La storia è piatta, prende vita in pochi pungenti dialoghi a metà opera ma nulla coinvolge, tutto scorre lentamente non motivando il lettore ad appassionarsi alle vicende narrate.

La scelta dell’autrice di dare unico spazio ai dialoghi, rende questo romanzo una sorta di commedia teatrale a cui il lettore partecipa come spettatore di una scena unica: una discussione che cambia poche e buie ambientazioni, in un fiume opaco di parole soporifere.

“Più donne che uomini” vede sì una forte presenza femminile, ma questo non è sinonimo di forza, eleganza e vitalità tipiche delle giovani donne dell’epoca che iniziavano ad esigere uguaglianza, è invece solamente un numero di maggioranza negli scambi di dialoghi tra persone che non vorrei sinceramente incontrare in un freddo pomeriggio inglese per prendere un tè.

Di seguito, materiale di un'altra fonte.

// Copyright (c) 2025-2026 Adrian Robinson. Licensed under the AGPL-3.0.
// See LICENSE file in the project root for full license text.

//! Durable replication cursors.
//!
//! Stores the last acknowledged source message id for each topic in SQLite so
//! a restarted orchestrator resumes where it stopped instead of replaying the
//! whole topic. Only used in [`CursorMode::Persisted`](crate::config::CursorMode).
//!
//! # Debounced Writes
//!
//! - `set()` updates the in-memory cache immediately and marks the topic dirty
//! - `flush_dirty()` persists all dirty cursors in one pass
//! - The orchestrator calls `flush_dirty()` every `flush_interval` and on close
//!
//! A crash between `set()` and `flush_dirty()` loses at most one flush interval
//! of progress. On restart those messages are replicated again, which the
//! at-least-once contract already allows.
//!
//! # Cursor Semantics
//!
//! The cursor is the **last acknowledged** message id. Readers resume strictly
//! after it.
//!
//! ```text
//! read m7 → write to destination → ack m7 on source → cursor = m7
//!                                  (crash here = m7 written twice)
//! ```

use crate::client::{MessageId, StartPosition};
use crate::config::InitialPosition;
use crate::error::{Result, SyncError};
use sqlx::sqlite::{SqliteConnectOptions, SqlitePool, SqlitePoolOptions};
use std::collections::{HashMap, HashSet};
use std::path::Path;
use std::str::FromStr;
use std::sync::Arc;
use std::time::Duration;
use tokio::sync::RwLock;
use tracing::{debug, info, warn};

const SQLITE_RETRY_MAX_ATTEMPTS: u32 = 5;
const SQLITE_RETRY_BASE_DELAY_MS: u64 = 10;
const SQLITE_RETRY_MAX_DELAY_MS: u64 = 500;

/// Check if an error is a retryable SQLite busy/locked error
fn is_sqlite_busy_error(e: &sqlx::Error) -> bool {
    match e {
        sqlx::Error::Database(db_err) => {
            // SQLITE_BUSY = 5, SQLITE_LOCKED = 6
            if let Some(code) = db_err.code() {
                return code == "5" || code == "6";
            }
            let msg = db_err.message().to_lowercase();
            msg.contains("database is locked") || msg.contains("database is busy")
        }
        _ => false,
    }
}

/// Execute a database operation with retry on SQLITE_BUSY/SQLITE_LOCKED
async fn execute_with_retry<F, Fut, T>(operation_name: &str, mut f: F) -> std::result::Result<T, sqlx::Error>
where
    F: FnMut() -> Fut,
    Fut: std::future::Future<Output = std::result::Result<T, sqlx::Error>>,
{
    let mut attempts = 0;
    let mut delay_ms = SQLITE_RETRY_BASE_DELAY_MS;

    loop {
        attempts += 1;
        match f().await {
            Ok(result) => {
                if attempts > 1 {
                    debug!(operation = operation_name, attempts, "SQLite operation succeeded after retry");
                }
                return Ok(result);
            }
            Err(e) if is_sqlite_busy_error(&e) && attempts < SQLITE_RETRY_MAX_ATTEMPTS => {
                warn!(
                    operation = operation_name,
                    attempts,
                    max_attempts = SQLITE_RETRY_MAX_ATTEMPTS,
                    delay_ms,
                    "SQLite busy, retrying"
                );
                crate::metrics::record_cursor_retry(operation_name);
                tokio::time::sleep(Duration::from_millis(delay_ms)).await;
                delay_ms = (delay_ms * 2).min(SQLITE_RETRY_MAX_DELAY_MS);
            }
            Err(e) => return Err(e),
        }
    }
}

/// Persistent cursor storage backed by SQLite.
pub struct CursorStore {
    pool: SqlitePool,
    /// topic → last acknowledged message id
    cache: Arc<RwLock<HashMap<String, String>>>,
    /// Topics whose cursor has not been persisted yet
    dirty: Arc<RwLock<HashSet<String>>>,
    path: String,
}

impl CursorStore {
    /// Open (or create) the cursor database at `path`.
    pub async fn new(path: impl AsRef<Path>) -> Result<Self> {
        let path_str = path.as_ref().to_string_lossy().to_string();
        info!(path = %path_str, "Initializing cursor store");

        let options = SqliteConnectOptions::from_str(&format!("sqlite://{}?mode=rwc", path_str))
            .map_err(|e| SyncError::Config(format!("Invalid SQLite path: {}", e)))?
            .journal_mode(sqlx::sqlite::SqliteJournalMode::Wal)
            .synchronous(sqlx::sqlite::SqliteSynchronous::Normal)
            .create_if_missing(true);

        let pool = SqlitePoolOptions::new()
            .max_connections(2)
            .connect_with(options)
            .await?;

        sqlx::query(
            r#"
            CREATE TABLE IF NOT EXISTS topic_cursors (
                topic TEXT PRIMARY KEY,
                message_id TEXT NOT NULL,
                updated_at INTEGER NOT NULL
            )
            "#,
        )
        .execute(&pool)
        .await?;

        let rows: Vec<(String, String)> = sqlx::query_as("SELECT topic, message_id FROM topic_cursors")
            .fetch_all(&pool)
            .await?;

        let cache: HashMap<String, String> = rows.into_iter().collect();
        if !cache.is_empty() {
            info!(count = cache.len(), "Restored topic cursors from previous run");
        }

        Ok(Self {
            pool,
            cache: Arc::new(RwLock::new(cache)),
            dirty: Arc::new(RwLock::new(HashSet::new())),
            path: path_str,
        })
    }

    /// Last acknowledged message id for `topic`, if any.
    pub async fn get(&self, topic: &str) -> Option<MessageId> {
        self.cache.read().await.get(topic).cloned().map(MessageId)
    }

    /// Where a reader on `topic` should start: after the stored cursor, or
    /// `initial` when the topic has never been replicated.
    pub async fn resume_position(&self, topic: &str, initial: InitialPosition) -> StartPosition {
        match self.get(topic).await {
            Some(id) => StartPosition::After(id),
            None => initial.into(),
        }
    }

    /// Record progress for `topic` (debounced).
    pub async fn set(&self, topic: &str, message_id: &MessageId) {
        self.cache
            .write()
            .await
            .insert(topic.to_string(), message_id.as_str().to_string());
        self.dirty.write().await.insert(topic.to_string());
    }

    /// Persist every dirty cursor. Returns the number written.
    pub async fn flush_dirty(&self) -> Result<usize> {
        let dirty_topics: Vec<String> = {
            let mut dirty = self.dirty.write().await;
            dirty.drain().collect()
        };

        if dirty_topics.is_empty() {
            return Ok(0);
        }

        let now = chrono::Utc::now().timestamp_millis();
        // Snapshot so the cache lock is not held across SQLite writes
        let pending: Vec<(String, String)> = {
            let cache = self.cache.read().await;
            dirty_topics
                .into_iter()
                .filter_map(|topic| cache.get(&topic).cloned().map(|id| (topic, id)))
                .collect()
        };

        let pool = &self.pool;
        let mut flushed = 0;
        let mut errors = 0;

        for (topic, message_id) in pending {
            let result = execute_with_retry("cursor_flush", || async {
                sqlx::query(
                    r#"
                    INSERT INTO topic_cursors (topic, message_id, updated_at)
                    VALUES (?, ?, ?)
                    ON CONFLICT(topic) DO UPDATE SET
                        message_id = excluded.message_id,
                        updated_at = excluded.updated_at
                    "#,
                )
                .bind(&topic)
                .bind(&message_id)
                .bind(now)
                .execute(pool)
                .await
            })
            .await;

            match result {
                Ok(_) => flushed += 1,
                Err(e) => {
                    errors += 1;
                    warn!(topic = %topic, error = %e, "Failed to flush cursor");
                    self.dirty.write().await.insert(topic);
                }
            }
        }

        crate::metrics::record_cursor_flush(flushed, errors);
        if flushed > 0 {
            debug!(flushed, errors, "Flushed dirty cursors");
        }

        if errors > 0 {
            return Err(SyncError::Internal(format!("Failed to flush {} cursors", errors)));
        }

        Ok(flushed)
    }

    pub async fn dirty_count(&self) -> usize {
        self.dirty.read().await.len()
    }

    /// Forget the cursor for `topic` so the next reader starts from the initial position.
    pub async fn delete(&self, topic: &str) -> Result<()> {
        self.cache.write().await.remove(topic);
        self.dirty.write().await.remove(topic);

        let pool = &self.pool;
        let topic_owned = topic.to_string();

        execute_with_retry("cursor_delete", || async {
            sqlx::query("DELETE FROM topic_cursors WHERE topic = ?")
                .bind(&topic_owned)
                .execute(pool)
                .await
        })
        .await?;

        info!(topic = %topic, "Deleted cursor");
        Ok(())
    }

    /// All cursors (for diagnostics).
    pub async fn get_all(&self) -> HashMap<String, String> {
        self.cache.read().await.clone()
    }

    pub fn path(&self) -> &str {
        &self.path
    }

    /// Force flush WAL to the main database file.
    pub async fn checkpoint(&self) -> Result<()> {
        let pool = &self.pool;

        execute_with_retry("cursor_checkpoint", || async {
            sqlx::query("PRAGMA wal_checkpoint(TRUNCATE)").execute(pool).await
        })
        .await?;

        debug!("WAL checkpoint complete");
        Ok(())
    }

    /// Flush, checkpoint, and close the pool.
    pub async fn close(&self) {
        if self.dirty_count().await > 0 {
            match self.flush_dirty().await {
                Ok(count) => info!(count, "Flushed dirty cursors on close"),
                Err(e) => warn!(error = %e, "Failed to flush dirty cursors on close"),
            }
        }

        if let Err(e) = self.checkpoint().await {
            warn!(error = %e, "Failed to checkpoint WAL on close");
        }
        self.pool.close().await;
        info!("Cursor store closed");
    }
}

impl From<InitialPosition> for StartPosition {
    fn from(initial: InitialPosition) -> Self {
        match initial {
            InitialPosition::Earliest => StartPosition::Earliest,
            InitialPosition::Latest => StartPosition::Latest,
        }
    }
}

Adatto a chi ama le storie austere dove nulla è palese ma libero ad interpretazione e dove quindi l’autrice lascia il grosso del lavoro al lettore.


Ivy Compton-Burnett


Scrittrice britannica nata a Londra, sesta di dodici figli di un noto medico omeopata. Una vita familiare infelice le fornì materiale per i venti romanzi che scrisse, tutti di matrice autobiografica e incentrati sul tema del dispotismo familiare. Premiata e apprezzata da autori di grande prestigio, trascorse un’esistenza piuttosto appartata rifuggendo la fama. Nei suoi diari, Virginia Woolf definiva la propria scrittura «di gran lunga inferiore alla verità amara e alla grande originalità di miss Compton-Burnett».